Les cours de français “langue étrangère”, une sinécure pour un francophone?

Être francophone dans l’enseignement néerlandophone, c’est un couteau à double tranchant.

“Ah m’sieur, votre cours il sert à rien, moi, le français j’maîtrise, j’le parle déjà avec mes shabs !” Un mélange d’arabe et de français qui sonnait plein de fautes d’orthographe ! C’est avec ces mots qu’un élève est rentré en classe pour sa première heure de français. Un francophone parmi d’autres dans un cours de français langue étrangère (FLE). Quelques secondes plus tard, je remarque qu’ils représentent les trois quarts de ma classe.

J’ai pensé : Mais pourquoi diable impose-t-on à ces élèves un cours de français langue étrangère alors qu’ils sont locuteurs natifs ? J’ai alors voulu voir ce qu’ils avaient dans le ventre.

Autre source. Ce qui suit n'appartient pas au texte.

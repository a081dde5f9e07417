//! Error taxonomy.
//!
//! Everything except join-retry exhaustion is transient and gets absorbed
//! at the smallest possible scope (per sensor, per send, per save), so one
//! failing subsystem never stops telemetry from the others.

use thiserror::Error;

/// A single sensor read failed. The affected fields are sentineled and
/// the cycle continues.
#[derive(Debug, Error)]
pub enum SensorError {
    #[error("bus error: {0}")]
    Bus(String),
    #[error("device not responding")]
    NoResponse,
    #[error("measurement not ready")]
    NotReady,
}

/// A radio operation failed. Logged; the next cycle retries with fresh
/// data.
#[derive(Debug, Error)]
pub enum LinkError {
    #[error("not joined to the network")]
    NotJoined,
    #[error("transmit failed: {0}")]
    Tx(String),
    #[error("receive failed: {0}")]
    Rx(String),
    #[error("modem error: {0}")]
    Modem(String),
}

/// Config persistence failed. The caller falls back to defaults or keeps
/// honoring the in-memory value; never fatal.
#[derive(Debug, Error)]
pub enum StoreError {
    #[error("config i/o error: {0}")]
    Io(#[from] std::io::Error),
    #[error("config format error: {0}")]
    Json(#[from] serde_json::Error),
    #[error("settings parse error: {0}")]
    Toml(#[from] toml::de::Error),
}

/// The join retry ceiling was exceeded. The only fatal condition: the
/// session terminates and recovery (reset or deep sleep) is up to the
/// surrounding power management.
#[derive(Debug, Error)]
pub enum JoinError {
    #[error("no join after {attempts} attempts")]
    RetriesExhausted { attempts: u32 },
}
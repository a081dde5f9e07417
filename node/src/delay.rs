//! Blocking delay provider.
//!
//! Every suspension point of the acquisition loop (join backoff, downlink
//! grace period, receive timeout, end-of-cycle sleep) goes through this
//! trait, so tests can drive the loop without real time passing.

use std::time::Duration;

pub trait Delay {
    fn delay(&mut self, duration: Duration);
}

/// Delay provider backed by `std::thread::sleep`.
#[derive(Debug, Default)]
pub struct StdDelay;

impl Delay for StdDelay {
    fn delay(&mut self, duration: Duration) {
        std::thread::sleep(duration);
    }
}
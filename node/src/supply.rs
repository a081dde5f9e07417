//! Battery supply monitoring.

use crate::error::SensorError;

/// Raw ADC access to the battery voltage divider.
pub trait BatteryChannel {
    fn read_raw(&mut self) -> Result<u16, SensorError>;
}

/// Manages the battery voltage measurement.
pub struct SupplyMonitor {
    channel: Box<dyn BatteryChannel>,
}

impl SupplyMonitor {
    pub fn new(channel: Box<dyn BatteryChannel>) -> Self {
        Self { channel }
    }

    /// Read the battery channel and return the scaled value for the
    /// payload.
    pub fn read_scaled(&mut self) -> Result<i16, SensorError> {
        Ok(Self::convert_input(self.channel.read_raw()?))
    }

    /// Convert the raw ADC count to the scaled battery value.
    ///
    /// The constants are the hardware's voltage divider calibration and
    /// must be preserved exactly. The result is truncated, not rounded.
    pub fn convert_input(input: u16) -> i16 {
        const ADC_MAX: f32 = 4096.0;
        const SCALE_NUM: f32 = 354.8;
        const SCALE_DEN: f32 = 0.316;
        ((input as f32) / ADC_MAX * SCALE_NUM / SCALE_DEN) as i16
    }
}
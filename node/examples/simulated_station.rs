//! Runs the acquisition loop against simulated devices, with time
//! compressed so one simulated second passes in a millisecond.
//!
//! ```sh
//! RUST_LOG=info cargo run --example simulated_station
//! ```

use std::{thread, time::Duration};

use anyhow::Result;
use log::info;

use etwatch_node::{
    acquisition::AcquisitionLoop,
    config::{ConfigStore, JoinCredentials},
    delay::Delay,
    error::{LinkError, SensorError},
    leds::LoggingLed,
    link::{Channel, LinkManager, Radio},
    sensors::{AnalogChannel, SensorBank, SpectralSensor},
    supply::{BatteryChannel, SupplyMonitor},
};

/// Delay provider that sleeps one millisecond per simulated second.
struct TimeLapse;

impl Delay for TimeLapse {
    fn delay(&mut self, duration: Duration) {
        thread::sleep(duration / 1000);
    }
}

/// Radio that joins on the third poll and reconfigures the node to a
/// 30 second cadence after the third uplink.
struct SimRadio {
    polls: u32,
    uplinks: u32,
}

impl Radio for SimRadio {
    fn configure_channel(&mut self, _channel: &Channel) -> Result<(), LinkError> {
        Ok(())
    }

    fn set_data_rate(&mut self, _data_rate: u8) -> Result<(), LinkError> {
        Ok(())
    }

    fn start_join(&mut self, _credentials: &JoinCredentials) -> Result<(), LinkError> {
        Ok(())
    }

    fn has_joined(&mut self) -> Result<bool, LinkError> {
        self.polls += 1;
        Ok(self.polls > 2)
    }

    fn send(&mut self, payload: &[u8]) -> Result<(), LinkError> {
        self.uplinks += 1;
        info!("uplink #{}: {} bytes", self.uplinks, payload.len());
        Ok(())
    }

    fn receive(&mut self, _timeout: Duration) -> Result<Option<Vec<u8>>, LinkError> {
        if self.uplinks == 3 {
            Ok(Some(vec![1, 30, 0]))
        } else {
            Ok(None)
        }
    }
}

struct SimChannel {
    step: u32,
}

impl AnalogChannel for SimChannel {
    fn read(&mut self) -> Result<f32, SensorError> {
        self.step += 1;
        Ok(1.2 + (self.step as f32 * 0.4).sin() * 0.1)
    }
}

struct SimSpectral;

impl SpectralSensor for SimSpectral {
    fn trigger_measurement(&mut self) -> Result<(), SensorError> {
        Ok(())
    }

    fn calibrated_values(&mut self) -> Result<[f32; 6], SensorError> {
        Ok([0.11, 0.22, 0.33, 0.44, 0.55, 0.66])
    }

    fn temperature(&mut self) -> Result<f32, SensorError> {
        Ok(21.5)
    }
}

struct SimBattery {
    raw: u16,
}

impl BatteryChannel for SimBattery {
    fn read_raw(&mut self) -> Result<u16, SensorError> {
        self.raw = self.raw.saturating_sub(1);
        Ok(self.raw)
    }
}

fn main() -> Result<()> {
    env_logger::init();

    let credentials = JoinCredentials::from_toml(
        r#"
        dev_eui = "70b3d57ed0000001"
        app_eui = "70b3d57ed0000002"
        app_key = "2b7e151628aed2a6abf7158809cf4f3c"
        "#,
    )?;

    let channels: Vec<Box<dyn AnalogChannel>> = (0..4)
        .map(|i| Box::new(SimChannel { step: i }) as _)
        .collect();
    let bank = SensorBank::new(
        channels,
        Some(Box::new(SimSpectral)),
        SupplyMonitor::new(Box::new(SimBattery { raw: 2600 })),
    );

    let mut node = AcquisitionLoop::new(
        LinkManager::new(SimRadio {
            polls: 0,
            uplinks: 0,
        }),
        bank,
        ConfigStore::new(std::env::temp_dir().join("etwatch-sim-config.json")),
        LoggingLed::default(),
        TimeLapse,
        credentials,
    );
    node.run()?;
    Ok(())
}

Je leur donne une production écrite sur un sujet qu’ils affectionnent : les réseaux sociaux. L’appréhension du professeur sévère fait son œuvre. L’heure passe et je reprends les copies. Le soir, je relis ce que mes francophones ont pondu. Plus incompréhensible que le langage SMS écrit par un dyslexique pour certains ! Ils écrivent comme ils parlent ! L’un d’entre eux introduit son sujet comme suit : “Les réseau socios, sait trop bien…”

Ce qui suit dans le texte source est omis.